Um estudo feito por pesquisadores do Instituto Carlos Chagas, da Fiocruz Paraná, divulgado no começo de janeiro, mostrou pela primeira vez que o vírus apontado como a principal hipótese para o aumento de casos no país de bebês com microcefalia no país, pode ser capaz de atravessar a placenta durante a gestação.
A análise foi feita a partir de amostras de uma paciente do Nordeste que sofreu um aborto retido -quando o feto deixa de se desenvolver dentro do útero - durante o primeiro trimestre de gravidez. A gestante havia informado ter tido sintomas de zika na sexta semana da gestação.
Os pesquisadores analisaram a placenta da paciente e identificaram a presença do vírus, assim como em células da mãe e do embrião.
Outro levantamento baseado em casos de 35 bebês brasileiros com microcefalia mostrou que 70% das mães de filhos com microcefalia ligada à infecção pela zika apresentaram vermelhidão entre o primeiro e segundo trimestre de gestação.

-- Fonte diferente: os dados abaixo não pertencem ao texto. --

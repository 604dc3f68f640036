//! Wire message types.
//!
//! Every message body is a JSON array whose first element is a type tag:
//!
//! | Tag | Shape | Direction |
//! |-----|-------|-----------|
//! | `0` | `[0, id, name, params]` | Local → Remote (command) |
//! | `1` | `[1, id, error, result]` | Remote → Local (response) |
//! | `2` | `[2, ..., payload]` | Remote → Local (event) |
//!
//! Right after connecting, Marionette also sends a bare handshake object
//! (`{"applicationType":"gecko","marionetteProtocol":3}`).

// ============================================================================
// Imports
// ============================================================================

use serde::Deserialize;
use serde_json::{Value, json};

use crate::error::{Error, RemoteError, Result};
use crate::identifiers::CommandId;

use super::Command;

// ============================================================================
// Constants
// ============================================================================

/// Type tag of a command message.
pub const COMMAND_TAG: u64 = 0;

/// Type tag of a response message.
pub const RESPONSE_TAG: u64 = 1;

/// Type tag of an event message.
pub const EVENT_TAG: u64 = 2;

// ============================================================================
// Request
// ============================================================================

/// Body of an outbound request.
#[derive(Debug, Clone, PartialEq)]
pub enum RequestKind {
    /// A typed command.
    Command(Command),
    /// A pre-built wire string, sent verbatim.
    Raw(String),
}

/// A command paired with its correlation id.
///
/// Created per call and discarded once its reply arrives.
#[derive(Debug, Clone, PartialEq)]
pub struct Request {
    /// Correlation id, unique among in-flight requests.
    pub id: CommandId,
    /// What to send.
    pub kind: RequestKind,
}

impl Request {
    /// Creates a typed request.
    #[inline]
    #[must_use]
    pub fn new(id: CommandId, command: Command) -> Self {
        Self {
            id,
            kind: RequestKind::Command(command),
        }
    }

    /// Creates a request from a pre-built wire string.
    ///
    /// The caller is responsible for `wire` carrying the same `id`.
    #[inline]
    #[must_use]
    pub fn raw(id: CommandId, wire: impl Into<String>) -> Self {
        Self {
            id,
            kind: RequestKind::Raw(wire.into()),
        }
    }

    /// Returns the command name (`"raw"` for raw requests).
    #[must_use]
    pub fn name(&self) -> &str {
        match &self.kind {
            RequestKind::Command(command) => command.name(),
            RequestKind::Raw(_) => "raw",
        }
    }

    /// Builds the `[0, id, name, params]` array.
    ///
    /// # Errors
    ///
    /// Returns [`Error::Json`] if a raw wire string is not valid JSON.
    pub fn to_wire_array(&self) -> Result<Value> {
        match &self.kind {
            RequestKind::Command(command) => Ok(json!([
                COMMAND_TAG,
                self.id,
                command.name(),
                command.parameters()
            ])),
            RequestKind::Raw(wire) => Ok(serde_json::from_str(wire)?),
        }
    }

    /// Serializes the request to its wire text.
    ///
    /// # Errors
    ///
    /// Returns [`Error::Json`] if serialization fails.
    pub fn to_wire(&self) -> Result<String> {
        match &self.kind {
            RequestKind::Command(_) => Ok(serde_json::to_string(&self.to_wire_array()?)?),
            RequestKind::Raw(wire) => Ok(wire.clone()),
        }
    }

    /// Applies the matching response, producing the request's reply.
    ///
    /// The error is unset unless the response carries a non-null error slot.
    #[must_use]
    pub fn apply_response(&self, response: Response) -> Reply {
        Reply {
            id: self.id,
            result: response.result,
            error: response.error.map(RemoteError::from_value),
        }
    }
}

// ============================================================================
// Response
// ============================================================================

/// A decoded `[1, id, error, result]` message.
#[derive(Debug, Clone, PartialEq)]
pub struct Response {
    /// Id of the command being answered.
    pub id: CommandId,
    /// Error payload; `None` when the slot is absent or `null`.
    pub error: Option<Value>,
    /// Result payload (`null` when absent).
    pub result: Value,
}

// ============================================================================
// Reply
// ============================================================================

/// Outcome of a request: a result payload or the remote error.
#[derive(Debug, Clone, PartialEq)]
pub struct Reply {
    /// Id of the answered request.
    pub id: CommandId,
    /// Result payload.
    pub result: Value,
    /// Remote error, if the engine reported one.
    pub error: Option<RemoteError>,
}

impl Reply {
    /// Returns `true` if the remote reported an error.
    #[inline]
    #[must_use]
    pub fn is_error(&self) -> bool {
        self.error.is_some()
    }

    /// Converts the reply into a result, raising the remote error.
    ///
    /// # Errors
    ///
    /// Returns [`Error::Remote`] carrying the payload verbatim.
    pub fn into_result(self) -> Result<Value> {
        match self.error {
            Some(error) => Err(Error::Remote(error)),
            None => Ok(self.result),
        }
    }

    /// Converts the reply into its unwrapped `value`, raising the remote error.
    ///
    /// # Errors
    ///
    /// Returns [`Error::Remote`] carrying the payload verbatim.
    pub fn into_value(self) -> Result<Value> {
        match self.into_result()? {
            Value::Object(mut map) if map.contains_key("value") => {
                Ok(map.remove("value").unwrap_or(Value::Null))
            }
            other => Ok(other),
        }
    }

    /// Returns the inner `value` field of the result.
    ///
    /// Marionette wraps most results as `{"value": ...}`; bare results are
    /// returned as they are.
    #[must_use]
    pub fn value(&self) -> &Value {
        match &self.result {
            Value::Object(map) if map.contains_key("value") => &map["value"],
            other => other,
        }
    }

    /// Returns the errors-as-data view of the reply.
    #[must_use]
    pub fn status(&self) -> Status {
        match &self.error {
            Some(error) => Status::Failed(error.to_string()),
            None => Status::Ok,
        }
    }
}

/// Errors-as-data outcome of a one-shot command.
#[derive(Debug, Clone, PartialEq, Eq)]
pub enum Status {
    /// The command succeeded.
    Ok,
    /// The command failed; holds the remote error text.
    Failed(String),
}

impl Status {
    /// Returns `true` for [`Status::Ok`].
    #[inline]
    #[must_use]
    pub fn is_ok(&self) -> bool {
        matches!(self, Self::Ok)
    }
}

// ============================================================================
// Handshake
// ============================================================================

/// Greeting sent by the server on connect.
#[derive(Debug, Clone, PartialEq, Eq, Deserialize)]
#[serde(rename_all = "camelCase")]
pub struct Handshake {
    /// Application type (`gecko`).
    #[serde(default)]
    pub application_type: String,
    /// Protocol level.
    #[serde(default)]
    pub marionette_protocol: u32,
}

// ============================================================================
// Message
// ============================================================================

/// Any message received from the remote end.
#[derive(Debug, Clone, PartialEq)]
pub enum Message {
    /// An answer to one of our commands.
    Response(Response),
    /// An unsolicited event; holds the payload element.
    Event(Value),
    /// A command sent by the remote; this client never serves those.
    Command(Value),
    /// The connect-time greeting.
    Handshake(Handshake),
}

impl Message {
    /// Parses message text.
    ///
    /// # Errors
    ///
    /// - [`Error::Json`] if the text is not JSON
    /// - [`Error::Protocol`] if the JSON has no recognised shape
    pub fn parse(text: &str) -> Result<Self> {
        let value: Value = serde_json::from_str(text)?;

        match value {
            Value::Array(items) => Self::from_array(items),
            Value::Object(_) => Ok(Self::Handshake(serde_json::from_value(value)?)),
            other => Err(Error::protocol(format!(
                "Expected array or object message, got {other}"
            ))),
        }
    }

    fn from_array(mut items: Vec<Value>) -> Result<Self> {
        let tag = items
            .first()
            .and_then(Value::as_u64)
            .ok_or_else(|| Error::protocol("Message has no type tag"))?;

        match tag {
            RESPONSE_TAG => {
                let id = items
                    .get(1)
                    .and_then(Value::as_u64)
                    .and_then(|id| u32::try_from(id).ok())
                    .map(CommandId::new)
                    .ok_or_else(|| Error::protocol("Response has no valid id"))?;

                let result = items.get_mut(3).map(Value::take).unwrap_or(Value::Null);
                let error = items
                    .get_mut(2)
                    .map(Value::take)
                    .filter(|error| !error.is_null());

                Ok(Self::Response(Response { id, error, result }))
            }
            EVENT_TAG => {
                if items.len() < 2 {
                    return Err(Error::protocol("Event has no payload"));
                }
                let payload = items.pop().unwrap_or(Value::Null);
                Ok(Self::Event(payload))
            }
            COMMAND_TAG => Ok(Self::Command(Value::Array(items))),
            other => Err(Error::protocol(format!("Unknown message type tag {other}"))),
        }
    }
}

// ============================================================================
// Tests
// ============================================================================

#[cfg(test)]
mod tests {
    use super::*;

    #[test]
    fn test_request_wire_array() {
        let request = Request::new(
            CommandId::new(5),
            Command::Navigate {
                url: "https://example.com/".into(),
            },
        );

        assert_eq!(
            request.to_wire().expect("wire"),
            r#"[0,5,"WebDriver:Navigate",{"url":"https://example.com/"}]"#
        );
    }

    #[test]
    fn test_raw_request_is_sent_verbatim() {
        let wire = r#"[0,9,"WebDriver:GetTitle",{}]"#;
        let request = Request::raw(CommandId::new(9), wire);

        assert_eq!(request.to_wire().expect("wire"), wire);
        assert_eq!(request.name(), "raw");
        assert_eq!(request.to_wire_array().expect("array")[1], json!(9));
    }

    #[test]
    fn test_parse_success_response() {
        let message = Message::parse(r#"[1,7,null,{"value":"ok"}]"#).expect("parse");

        let Message::Response(response) = message else {
            panic!("expected response");
        };
        assert_eq!(response.id, CommandId::new(7));
        assert_eq!(response.error, None);
        assert_eq!(response.result, json!({ "value": "ok" }));
    }

    #[test]
    fn test_null_error_slot_means_no_error() {
        let request = Request::new(CommandId::new(1), Command::GetTitle);
        let Message::Response(response) = Message::parse("[1,1,null,null]").expect("parse") else {
            panic!("expected response");
        };

        let reply = request.apply_response(response);
        assert!(!reply.is_error());
        assert_eq!(reply.status(), Status::Ok);
    }

    #[test]
    fn test_error_response_becomes_remote_error() {
        let request = Request::new(CommandId::new(2), Command::GetTitle);
        let text = r#"[1,2,{"error":"no such window","message":"gone"},null]"#;
        let Message::Response(response) = Message::parse(text).expect("parse") else {
            panic!("expected response");
        };

        let reply = request.apply_response(response);
        assert_eq!(reply.status(), Status::Failed("no such window: gone".into()));

        let err = reply.into_result().unwrap_err();
        assert!(err.is_remote());
    }

    #[test]
    fn test_parse_event_takes_last_element() {
        let message = Message::parse(r#"[2,"x",{"to":"net","data":1}]"#).expect("parse");
        assert_eq!(message, Message::Event(json!({ "to": "net", "data": 1 })));
    }

    #[test]
    fn test_parse_handshake() {
        let message =
            Message::parse(r#"{"applicationType":"gecko","marionetteProtocol":3}"#).expect("parse");
        assert_eq!(
            message,
            Message::Handshake(Handshake {
                application_type: "gecko".into(),
                marionette_protocol: 3,
            })
        );
    }

    #[test]
    fn test_parse_rejects_unknown_tag() {
        assert!(matches!(
            Message::parse("[9,1]"),
            Err(Error::Protocol { .. })
        ));
        assert!(matches!(Message::parse("42"), Err(Error::Protocol { .. })));
        assert!(matches!(Message::parse("[1"), Err(Error::Json(_))));
    }

    #[test]
    fn test_reply_value_unwraps() {
        let reply = Reply {
            id: CommandId::new(1),
            result: json!({ "value": "Title" }),
            error: None,
        };
        assert_eq!(reply.value(), &json!("Title"));
        assert_eq!(reply.into_value().expect("value"), json!("Title"));
    }

    #[test]
    fn test_bare_result_is_its_own_value() {
        let reply = Reply {
            id: CommandId::new(1),
            result: json!({ "sessionId": "abc" }),
            error: None,
        };
        assert_eq!(reply.value(), &json!({ "sessionId": "abc" }));
    }
}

Das crianças, 71% apresentam microcefalia severa. O estudo foi publicado no CDC (Centro de Controle e Prevenção de Doenças dos EUA).
Grande quantidade do vírus também foi encontrada no tecido cerebral de um feto com microcefalia de uma mulher eslovena, de 25 anos. O estudo sobre o caso foi publicado no dia 10 de fevereiro e foi feito na Eslovênia. A mulher morava e fazia trabalhos voluntários em Natal (RN) desde 2013 e engravidou em fevereiro de 2015.
A eslovena teve sintomas de infecção por zika na 13ª semana da gestação. Ela retornou à Europa com 28 semanas. Um ultrassom feito na 29º semana mostrou os primeiros sinais das alterações neurológicas, que foram confirmadas na 32ª semana.
Outra investigação feita em bebês nascidos com microcefalia em Salvador (BA) e Recife (PE) mostrou que algumas das crianças também apresentavam lesões oculares que podem levar à cegueira. Os resultados foram publicados na revista Lancet, em janeiro deste ano, e na Jama Ophthalmology, em fevereiro.
Pesquisadores da Fiocruz também publicaram em fevereiro, na Lancet Infectious Diseases, um estudo que mostrou a presença do vírus no líquido amniótico de duas mulheres que tiveram sintomas da doença durante a gravidez e cujos fetos tinham microcefalia. A investigação reforça a teoria de que o vírus pode atravessar a placenta e infectar fetos.